═════ Entries supplied

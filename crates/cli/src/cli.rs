//! CLI argument definitions using clap.

use billinggate_sdk::{ClientConfig, PaymentPayload};
use clap::{Args, Parser, Subcommand};

/// BillingGate command-line client.
#[derive(Parser, Debug)]
#[command(name = "billinggate")]
#[command(version)]
#[command(about = "Generate BillingGate redirect URLs, create and verify payments")]
#[command(
    long_about = "Generate BillingGate redirect URLs, create and verify payments.\n\nSettings fall back to BILLINGGATE_WORKER_URL, BILLINGGATE_ENCRYPTION_KEY, BILLINGGATE_API_KEY and BILLINGGATE_SALT."
)]
pub struct Cli {
    /// Subcommand to execute.
    #[command(subcommand)]
    pub command: Commands,

    /// Worker base URL (overrides BILLINGGATE_WORKER_URL).
    #[arg(long, global = true)]
    pub worker_url: Option<String>,

    /// Redirect-flow secret (overrides BILLINGGATE_ENCRYPTION_KEY).
    #[arg(long, global = true)]
    pub encryption_key: Option<String>,

    /// API-flow bearer token (overrides BILLINGGATE_API_KEY).
    #[arg(long, global = true)]
    pub api_key: Option<String>,

    /// Key-derivation salt shared with the worker (overrides BILLINGGATE_SALT).
    #[arg(long, global = true)]
    pub salt: Option<String>,

    /// Log level used when RUST_LOG is unset.
    #[arg(long, global = true, default_value = "info")]
    pub log_level: String,

    /// Emit logs as JSON lines.
    #[arg(long, global = true)]
    pub json_logs: bool,
}

impl Cli {
    /// Layer command-line overrides on top of `base`.
    pub fn apply_overrides(&self, base: ClientConfig) -> ClientConfig {
        let mut cfg = base;
        if let Some(url) = &self.worker_url {
            cfg = cfg.with_worker_url(url);
        }
        if let Some(key) = &self.encryption_key {
            cfg = cfg.with_encryption_key(key);
        }
        if let Some(key) = &self.api_key {
            cfg = cfg.with_api_key(key);
        }
        if let Some(salt) = self.salt.as_deref().filter(|s| !s.is_empty()) {
            cfg = cfg.with_salt(salt.as_bytes());
        }
        cfg
    }
}

/// CLI commands.
#[derive(Subcommand, Debug)]
pub enum Commands {
    /// Print an encrypted redirect URL for the payload.
    Redirect(PayloadArgs),

    /// Create a payment through the worker API and print the response.
    Create(PayloadArgs),

    /// Check whether a transaction is paid; prints `true` or `false`.
    Verify {
        /// Transaction identifier returned by `create`.
        transaction: String,
    },

    /// Decrypt a redirect token (or full redirect URL) and print its payload.
    Decode {
        /// Token or `{worker_url}/{token}` URL.
        token: String,
    },
}

/// Payment payload fields.
#[derive(Args, Debug)]
pub struct PayloadArgs {
    /// Product name shown on the payment page.
    #[arg(long)]
    pub product_name: String,

    /// Amount in the unit agreed with the gateway.
    #[arg(long, allow_negative_numbers = true)]
    pub amount: i64,

    /// Caller identifier.
    #[arg(long)]
    pub source: String,

    /// URL notified when the payment completes.
    #[arg(long)]
    pub callback_url: Option<String>,

    /// Product image URL.
    #[arg(long)]
    pub photo_url: Option<String>,

    /// Path echoed back after payment.
    #[arg(long)]
    pub query_path: Option<String>,
}

impl From<PayloadArgs> for PaymentPayload {
    fn from(args: PayloadArgs) -> Self {
        let mut payload = PaymentPayload::new(args.product_name, args.amount, args.source);
        if let Some(url) = args.callback_url {
            payload = payload.with_callback_url(url);
        }
        if let Some(url) = args.photo_url {
            payload = payload.with_photo_url(url);
        }
        if let Some(path) = args.query_path {
            payload = payload.with_query_path(path);
        }
        payload
    }
}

══════════

* [Exercise aim]
All lines above that include the word "ClientConfig" must be copied into the answer.

* [Completed task]
use billinggate_sdk::{ClientConfig, PaymentPayload};
    pub fn apply_overrides(&self, base: ClientConfig) -> ClientConfig {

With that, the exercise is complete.